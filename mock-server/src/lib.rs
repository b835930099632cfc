//! In-memory HTTP API used to exercise the typed client end to end.
//!
//! Routes:
//! - `GET /users?search=` and `POST /users`
//! - `GET /users/{id}` and `DELETE /users/{id}`
//! - `POST /posts?publish=`
//! - `/echo` and `/echo/{*rest}` for any method, reflecting the request
//! - `GET /status/{code}` answering with the given status

use std::{collections::HashMap, sync::Arc};

use axum::{
    extract::{OriginalUri, Path, Query, RawQuery, State},
    http::{HeaderMap, Method, StatusCode},
    routing::{any, get, post},
    Json, Router,
};
use serde::{Deserialize, Serialize};
use serde_json::{json, Value};
use tokio::{net::TcpListener, sync::RwLock};
use uuid::Uuid;

#[derive(Clone, Debug, Serialize, Deserialize, PartialEq)]
pub struct User {
    pub id: Uuid,
    pub name: String,
}

#[derive(Deserialize)]
pub struct NewUser {
    pub name: String,
}

#[derive(Deserialize)]
pub struct UserSearch {
    #[serde(default)]
    pub search: String,
}

#[derive(Clone, Debug, Serialize, Deserialize, PartialEq)]
pub struct Post {
    pub id: Uuid,
    pub title: String,
    pub content: String,
    pub published: bool,
}

#[derive(Deserialize)]
pub struct NewPost {
    pub title: String,
    pub content: String,
}

#[derive(Deserialize)]
pub struct Publish {
    #[serde(default)]
    pub publish: bool,
}

/// What `/echo` saw.
#[derive(Clone, Debug, Serialize, Deserialize, PartialEq)]
pub struct Echo {
    pub method: String,
    pub path: String,
    pub query: Option<String>,
    pub headers: HashMap<String, String>,
    pub body: Value,
}

pub type Db = Arc<RwLock<HashMap<Uuid, User>>>;

pub fn app() -> Router {
    let db: Db = Arc::new(RwLock::new(HashMap::new()));
    Router::new()
        .route("/users", get(list_users).post(create_user))
        .route("/users/{id}", get(get_user).delete(delete_user))
        .route("/posts", post(create_post))
        .route("/echo", any(echo))
        .route("/echo/{*rest}", any(echo))
        .route("/status/{code}", get(status))
        .with_state(db)
}

pub async fn run(listener: TcpListener) -> Result<(), std::io::Error> {
    axum::serve(listener, app()).await
}

fn not_found() -> (StatusCode, Json<Value>) {
    (
        StatusCode::NOT_FOUND,
        Json(json!({ "message": "user not found" })),
    )
}

async fn list_users(State(db): State<Db>, Query(filter): Query<UserSearch>) -> Json<Vec<User>> {
    let users = db.read().await;
    let mut matching: Vec<User> = users
        .values()
        .filter(|user| user.name.contains(&filter.search))
        .cloned()
        .collect();
    matching.sort_by(|a, b| a.name.cmp(&b.name));
    Json(matching)
}

async fn create_user(
    State(db): State<Db>,
    Json(input): Json<NewUser>,
) -> (StatusCode, Json<User>) {
    let user = User {
        id: Uuid::new_v4(),
        name: input.name,
    };
    db.write().await.insert(user.id, user.clone());
    (StatusCode::CREATED, Json(user))
}

async fn get_user(
    State(db): State<Db>,
    Path(id): Path<Uuid>,
) -> Result<Json<User>, (StatusCode, Json<Value>)> {
    let users = db.read().await;
    users.get(&id).cloned().map(Json).ok_or_else(not_found)
}

async fn delete_user(
    State(db): State<Db>,
    Path(id): Path<Uuid>,
) -> Result<StatusCode, (StatusCode, Json<Value>)> {
    let mut users = db.write().await;
    users
        .remove(&id)
        .map(|_| StatusCode::NO_CONTENT)
        .ok_or_else(not_found)
}

async fn create_post(
    Query(flags): Query<Publish>,
    Json(input): Json<NewPost>,
) -> (StatusCode, Json<Post>) {
    let post = Post {
        id: Uuid::new_v4(),
        title: input.title,
        content: input.content,
        published: flags.publish,
    };
    (StatusCode::CREATED, Json(post))
}

async fn echo(
    method: Method,
    OriginalUri(uri): OriginalUri,
    RawQuery(query): RawQuery,
    headers: HeaderMap,
    body: String,
) -> Json<Echo> {
    let headers = headers
        .iter()
        .filter_map(|(name, value)| {
            value
                .to_str()
                .ok()
                .map(|value| (name.as_str().to_string(), value.to_string()))
        })
        .collect();
    let body = if body.is_empty() {
        Value::Null
    } else {
        serde_json::from_str(&body).unwrap_or(Value::String(body))
    };
    Json(Echo {
        method: method.to_string(),
        path: uri.path().to_string(),
        query,
        headers,
        body,
    })
}

async fn status(Path(code): Path<u16>) -> (StatusCode, Json<Value>) {
    let status = StatusCode::from_u16(code).unwrap_or(StatusCode::BAD_REQUEST);
    (status, Json(json!({ "message": format!("status {}", status.as_u16()) })))
}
#####
Reproduce the material in full, with no word added or dropped.

filename mock-server/src/lib.rs
repository b835930099632cfc
//! In-memory HTTP API used to exercise the typed client end to end.
//!
//! Routes:
//! - `GET /users?search=` and `POST /users`
//! - `GET /users/{id}` and `DELETE /users/{id}`
//! - `POST /posts?publish=`
//! - `/echo` and `/echo/{*rest}` for any method, reflecting the request
//! - `GET /status/{code}` answering with the given status

use std::{collections::HashMap, sync::Arc};

use axum::{
    extract::{OriginalUri, Path, Query, RawQuery, State},
    http::{HeaderMap, Method, StatusCode},
    routing::{any, get, post},
    Json, Router,
};
use serde::{Deserialize, Serialize};
use serde_json::{json, Value};
use tokio::{net::TcpListener, sync::RwLock};
use uuid::Uuid;

#[derive(Clone, Debug, Serialize, Deserialize, PartialEq)]
pub struct User {
    pub id: Uuid,
    pub name: String,
}

#[derive(Deserialize)]
pub struct NewUser {
    pub name: String,
}

#[derive(Deserialize)]
pub struct UserSearch {
    #[serde(default)]
    pub search: String,
}

#[derive(Clone, Debug, Serialize, Deserialize, PartialEq)]
pub struct Post {
    pub id: Uuid,
    pub title: String,
    pub content: String,
    pub published: bool,
}

#[derive(Deserialize)]
pub struct NewPost {
    pub title: String,
    pub content: String,
}

#[derive(Deserialize)]
pub struct Publish {
    #[serde(default)]
    pub publish: bool,
}

/// What `/echo` saw.
#[derive(Clone, Debug, Serialize, Deserialize, PartialEq)]
pub struct Echo {
    pub method: String,
    pub path: String,
    pub query: Option<String>,
    pub headers: HashMap<String, String>,
    pub body: Value,
}

pub type Db = Arc<RwLock<HashMap<Uuid, User>>>;

pub fn app() -> Router {
    let db: Db = Arc::new(RwLock::new(HashMap::new()));
    Router::new()
        .route("/users", get(list_users).post(create_user))
        .route("/users/{id}", get(get_user).delete(delete_user))
        .route("/posts", post(create_post))
        .route("/echo", any(echo))
        .route("/echo/{*rest}", any(echo))
        .route("/status/{code}", get(status))
        .with_state(db)
}

pub async fn run(listener: TcpListener) -> Result<(), std::io::Error> {
    axum::serve(listener, app()).await
}

fn not_found() -> (StatusCode, Json<Value>) {
    (
        StatusCode::NOT_FOUND,
        Json(json!({ "message": "user not found" })),
    )
}

async fn list_users(State(db): State<Db>, Query(filter): Query<UserSearch>) -> Json<Vec<User>> {
    let users = db.read().await;
    let mut matching: Vec<User> = users
        .values()
        .filter(|user| user.name.contains(&filter.search))
        .cloned()
        .collect();
    matching.sort_by(|a, b| a.name.cmp(&b.name));
    Json(matching)
}

async fn create_user(
    State(db): State<Db>,
    Json(input): Json<NewUser>,
) -> (StatusCode, Json<User>) {
    let user = User {
        id: Uuid::new_v4(),
        name: input.name,
    };
    db.write().await.insert(user.id, user.clone());
    (StatusCode::CREATED, Json(user))
}

async fn get_user(
    State(db): State<Db>,
    Path(id): Path<Uuid>,
) -> Result<Json<User>, (StatusCode, Json<Value>)> {
    let users = db.read().await;
    users.get(&id).cloned().map(Json).ok_or_else(not_found)
}

async fn delete_user(
    State(db): State<Db>,
    Path(id): Path<Uuid>,
) -> Result<StatusCode, (StatusCode, Json<Value>)> {
    let mut users = db.write().await;
    users
        .remove(&id)
        .map(|_| StatusCode::NO_CONTENT)
        .ok_or_else(not_found)
}

async fn create_post(
    Query(flags): Query<Publish>,
    Json(input): Json<NewPost>,
) -> (StatusCode, Json<Post>) {
    let post = Post {
        id: Uuid::new_v4(),
        title: input.title,
        content: input.content,
        published: flags.publish,
    };
    (StatusCode::CREATED, Json(post))
}

async fn echo(
    method: Method,
    OriginalUri(uri): OriginalUri,
    RawQuery(query): RawQuery,
    headers: HeaderMap,
    body: String,
) -> Json<Echo> {
    let headers = headers
        .iter()
        .filter_map(|(name, value)| {
            value
                .to_str()
                .ok()
                .map(|value| (name.as_str().to_string(), value.to_string()))
        })
        .collect();
    let body = if body.is_empty() {
        Value::Null
    } else {
        serde_json::from_str(&body).unwrap_or(Value::String(body))
    };
    Json(Echo {
        method: method.to_string(),
        path: uri.path().to_string(),
        query,
        headers,
        body,
    })
}

async fn status(Path(code): Path<u16>) -> (StatusCode, Json<Value>) {
    let status = StatusCode::from_u16(code).unwrap_or(StatusCode::BAD_REQUEST);
    (status, Json(json!({ "message": format!("status {}", status.as_u16()) })))
}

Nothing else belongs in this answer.